Disclosure statement
No potential conflict of interest was reported by the author.
Notes
1. The interview was conducted in English by Hou Song and Xie Jieyi in Hangzhou on 6 November 2013. It is later published in Chinese as Smith, Laurajane, Song Hou and Jieyi Xie. 2014. ‘Reflection and reconstruction: Rethinking heritage and museum – An interview with Prof. Laurajane Smith’, Southeastern Culture (2): 11–16. The words of Smith cited here is from the English transcription of the interview done by Xie Jieyi. I gratefully acknowledged her help.
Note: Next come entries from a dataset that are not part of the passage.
//! External process execution.
//!
//! Every child gets its search path and working directory passed
//! explicitly; the environment and cwd of this process are never changed.

use std::env;
use std::ffi::{OsStr, OsString};
use std::fmt;
use std::path::{Path, PathBuf};
use std::process::{Command, ExitStatus, Output, Stdio};
use std::thread;
use std::time::{Duration, Instant};

use tracing::{debug, warn};

use crate::config::Config;
use crate::tree::SourceTree;

const POLL_INTERVAL: Duration = Duration::from_millis(50);

// ---------------------------------------------------------------------------
// Search path
// ---------------------------------------------------------------------------

/// Directories searched for host tools, in order.
#[derive(Debug, Clone, Default, PartialEq, Eq)]
pub struct HostTools {
    search_path: Vec<PathBuf>,
}

impl HostTools {
    /// Search path made of the inherited `PATH` followed by `extra`.
    pub fn new(extra: impl IntoIterator<Item = PathBuf>) -> Self {
        let mut search_path: Vec<PathBuf> = env::var_os("PATH")
            .map(|p| env::split_paths(&p).collect())
            .unwrap_or_default();
        search_path.extend(extra);
        Self { search_path }
    }

    /// Search path for a tree: the configured directories plus the tree's
    /// host output directory, where freshly built helpers land.
    pub fn for_tree(config: &Config, tree: &dyn SourceTree) -> Self {
        let mut extra = config.host_tool_paths.clone();
        extra.push(tree.root().join(&config.host_out_dir));
        Self::new(extra)
    }

    /// Search path made of exactly `dirs`, ignoring the inherited `PATH`.
    pub fn isolated(dirs: impl IntoIterator<Item = PathBuf>) -> Self {
        Self {
            search_path: dirs.into_iter().collect(),
        }
    }

    /// Value for the `PATH` variable of child processes.
    pub fn path_var(&self) -> OsString {
        env::join_paths(&self.search_path).unwrap_or_else(|e| {
            warn!("search path not representable, children inherit PATH: {e}");
            env::var_os("PATH").unwrap_or_default()
        })
    }

    /// First executable file called `name` on the search path.
    pub fn find(&self, name: &str) -> Option<PathBuf> {
        self.search_path
            .iter()
            .map(|dir| dir.join(name))
            .find(|candidate| is_executable(candidate))
    }
}

#[cfg(unix)]
fn is_executable(path: &Path) -> bool {
    use std::os::unix::fs::PermissionsExt;
    path.metadata()
        .map(|m| m.is_file() && m.permissions().mode() & 0o111 != 0)
        .unwrap_or(false)
}

#[cfg(not(unix))]
fn is_executable(path: &Path) -> bool {
    path.is_file()
}

// ---------------------------------------------------------------------------
// Commands
// ---------------------------------------------------------------------------

/// How a finished command ended.
#[derive(Debug)]
pub enum Completion {
    Exited(ExitStatus),
    TimedOut,
}

/// A single external invocation.
pub struct ToolCommand {
    program: OsString,
    args: Vec<OsString>,
    path_var: OsString,
    cwd: Option<PathBuf>,
}

impl ToolCommand {
    pub fn new(program: impl AsRef<OsStr>, host_tools: &HostTools) -> Self {
        Self {
            program: program.as_ref().to_os_string(),
            args: Vec::new(),
            path_var: host_tools.path_var(),
            cwd: None,
        }
    }

    pub fn arg(mut self, arg: impl AsRef<OsStr>) -> Self {
        self.args.push(arg.as_ref().to_os_string());
        self
    }

    pub fn args<I, S>(mut self, args: I) -> Self
    where
        I: IntoIterator<Item = S>,
        S: AsRef<OsStr>,
    {
        self.args
            .extend(args.into_iter().map(|a| a.as_ref().to_os_string()));
        self
    }

    /// Run the child in `dir` instead of the current directory.
    pub fn current_dir(mut self, dir: impl AsRef<Path>) -> Self {
        self.cwd = Some(dir.as_ref().to_path_buf());
        self
    }

    fn command(&self) -> Command {
        let mut cmd = Command::new(&self.program);
        cmd.args(&self.args).env("PATH", &self.path_var);
        if let Some(dir) = &self.cwd {
            cmd.current_dir(dir);
        }
        cmd
    }

    /// Run to completion with inherited stdio.
    pub fn status(&self) -> std::io::Result<ExitStatus> {
        debug!("running: {self}");
        self.command().status()
    }

    /// Run to completion capturing stdout and stderr.
    pub fn output(&self) -> std::io::Result<Output> {
        debug!("running: {self}");
        self.command().stdin(Stdio::null()).output()
    }

    /// Run with inherited stdio, killing the child once `timeout` elapses.
    pub fn status_with_timeout(&self, timeout: Duration) -> std::io::Result<Completion> {
        debug!("running (timeout {}s): {self}", timeout.as_secs());
        let mut child = self.command().stdin(Stdio::null()).spawn()?;
        let deadline = Instant::now() + timeout;
        loop {
            if let Some(status) = child.try_wait()? {
                return Ok(Completion::Exited(status));
            }
            if Instant::now() >= deadline {
                if let Err(e) = child.kill() {
                    warn!("failed to kill {:?} ({}): {e}", self.program, child.id());
                }
                child.wait()?;
                return Ok(Completion::TimedOut);
            }
            thread::sleep(POLL_INTERVAL);
        }
    }
}

impl fmt::Display for ToolCommand {
    fn fmt(&self, f: &mut fmt::Formatter<'_>) -> fmt::Result {
        write!(f, "{}", self.program.to_string_lossy())?;
        for arg in &self.args {
            write!(f, " {}", arg.to_string_lossy())?;
        }
        Ok(())
    }
}

/// Short description of a failed exit status, including captured stderr.
pub fn describe_failure(status: ExitStatus, stderr: &[u8]) -> String {
    let stderr = String::from_utf8_lossy(stderr);
    let stderr = stderr.trim();
    if stderr.is_empty() {
        format!("exited with {status}")
    } else {
        format!("exited with {status}: {stderr}")
    }
}

// ---------------------------------------------------------------------------
// Tests
// ---------------------------------------------------------------------------
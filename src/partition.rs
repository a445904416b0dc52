//! Partition sizing.
//!
//! A partition holding a verified image must also hold its hash tree, the
//! optional FEC data, the vbmeta blob and the footer. How much of a
//! partition that metadata takes depends on the partition size itself, so
//! the smallest fitting size is found by iterating to a fixed point:
//!
//! ```text
//! size = image
//! while size - overhead(size) < image:
//!     size = image + overhead(size)
//! ```
//!
//! Candidates only grow, so the loop terminates as long as `overhead` is
//! non-decreasing and bounded. That is a property of the external tool and
//! is not checked beyond the iteration cap below.

use tracing::{debug, info};

use crate::{AvbSignError, Result};

/// Upper bound on iterations before giving up on the overhead function.
pub const MAX_ITERATIONS: usize = 64;

/// Compute the smallest partition size, in bytes, able to hold an image of
/// `original_size` bytes plus its verification metadata.
///
/// `overhead(candidate)` returns how many bytes of a `candidate`-sized
/// partition the metadata consumes. It usually asks `avbtool` and is
/// specific to one hash-tree configuration; errors are returned unchanged.
pub fn compute_partition_size<F>(original_size: u64, mut overhead: F) -> Result<u64>
where
    F: FnMut(u64) -> Result<u64>,
{
    let mut size = original_size;

    for iteration in 0..=MAX_ITERATIONS {
        let metadata = overhead(size)?;
        let capacity = size.checked_sub(metadata);
        debug!(
            candidate = size,
            metadata,
            iteration,
            "partition size candidate"
        );

        if capacity.is_some_and(|c| c >= original_size) {
            info!(
                image_size = original_size,
                partition_size = size,
                iterations = iteration,
                "partition size computed"
            );
            return Ok(size);
        }

        size = original_size
            .checked_add(metadata)
            .ok_or_else(|| AvbSignError::ExternalTool {
                command: "partition size".into(),
                reason: format!(
                    "metadata overhead {metadata} overflows a {original_size}-byte image"
                ),
            })?;
    }

    Err(AvbSignError::ExternalTool {
        command: "partition size".into(),
        reason: format!(
            "no fixed point after {MAX_ITERATIONS} iterations; metadata size does not converge"
        ),
    })
}

// ---------------------------------------------------------------------------
// Tests
// ---------------------------------------------------------------------------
2. Also available is a Qiantang County Gazetteer compiled during the Guangxu reign (1875–1908). However, the text lacks a guji volume or chapter.
3. Zhang is an old-fashioned Chinese measurement of length or height. One zhang is equal to 3.33 meters approximately.
4. Kangxi Hangzhou gazetteer, Vol. 5, Chap. 2, Kangxi edition; Qiantang Gazetteer, Vol. 33. Both of them are accessed via the Zhongguo Shuzi Fangzhi Ku (Chinese Digital Local Gazetteer Database). The English translation from Chinese is mine. In the remainder of this paper, all the examples to be analysed follow this case in terms of access to original text, translation into English.
5. Qiantang Gazetteer, Vol. 33.
6. Kangxi Hangzhou Gazetteer, Vol. 5, Chap. 1, Kangxi edition.
7. Renhe Gazetteer, Vol. 3, Chap. 2, Kangxi edition.
8. Qiantang Gazetteer, Vol. 33, Kangxi edition. Apart from these five pieces of writing, an excerpt from Wu Bentai’s Western Steam Gazetteer is also there.
9. See http://whc.unesco.org/en/list/1334/documents/, and http://whc.unesco.org/en/list/422/ documents/.
10. Qiantang Gazetteer, Vol. 33.
11. See the Regulation for the Protection of Ancient and Renowned Trees in Urbanity, Article Three, issued by the then Ministry of Construction, PRC in 1 September 2000. http://www.mohurd.gov.cn/fjms/fjmszcfb/200611/t20061101_157014.html.
12. Qinglong Hangzhou Gazetteer, Vol. 24. A similar, but slightly less detailed recording of this juniper is found in the Kangxi Hangzhou gazetteer.
13. Li is a Chinese measurement of length. One li is equal to 500 meters.
14. The Xianchun Gazetteer, occasionally referred to as the Xianchun Lin’an Gazetteer, was a very renowned local gazetteer of Hangzhou, which was compiled during the Xianchun reign (1265–1274) of the Southern Song Dynasty.
15. Qianlong Hangzhou Gazetteer, Vol. 25; the Qianlong edition. Guangxu Hangzhou Gazetteer, Vol. 31; the Republic China edition.
16. Qiantang Gazetteer, Vol. 33.
17. Qiantang Gazetteer, Vol. 33.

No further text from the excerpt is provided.